While serving in the IDF during the First Intifada, mayoral candidate Raz Sagi shot and killed a fleeing Palestinian teen. Sagi was sentenced to 3 months community service, pardoned, then promoted.
from MEMO, Middle East Monitor
A candidate for mayor in the central Israeli town of Rosh Ha’ayin was convicted of killing a Palestinian teenager during the First Intifada, reported Ha’aretz.
Raz Sagi, then serving as a company commander in the occupied West Bank, shot Zuhein Abu Hiya in the back as he fled, following confrontations between stone-throwing youth and soldiers in a Ramallah-area village in October 1989.
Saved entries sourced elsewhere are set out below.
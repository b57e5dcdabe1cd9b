//! Dispatch engine: fan-out, retry state machine, per-notification locking
//! and the worker pool that drives queued delivery.

mod dispatcher;
mod fanout;
mod listener;
mod lock;
mod retry;
mod worker_pool;

pub use dispatcher::{
    DEFAULT_POLL_INTERVAL, DispatchConfig, ProcessOutcome, PushDispatcher, PushDispatcherBuilder,
};
pub use fanout::{ChannelReport, FanOut, PushOutcome, PushResult};
pub use listener::{EnqueueListener, ErrorListener};
pub(crate) use listener::report_enqueued;
pub use lock::{KeyGuard, KeyLock};
pub use retry::{
    BackoffTable, DEFAULT_BACKOFF_SECS, DEFAULT_MAX_ERROR_COUNT, RetryPolicy, record_push_attempt,
};
pub use worker_pool::{PollingWorkerPool, WorkerPoolConfig};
Chasing the boy, Sagi first shot a plastic bullet in the air, then shot him in the back.
A court subsequently determined “that the boy posed no danger to the soldiers” and sentenced Sagi to three months community service within the military, but he “was not demoted”.
Furthermore, “two weeks after sentence was passed, Sagi was pardoned by then-Chief of Staff Dan Shomron”, and “he was subsequently promoted to battalion commander in the Givati Brigade”.
Sagi retired from the military at the rank of colonel after serving as a division commander.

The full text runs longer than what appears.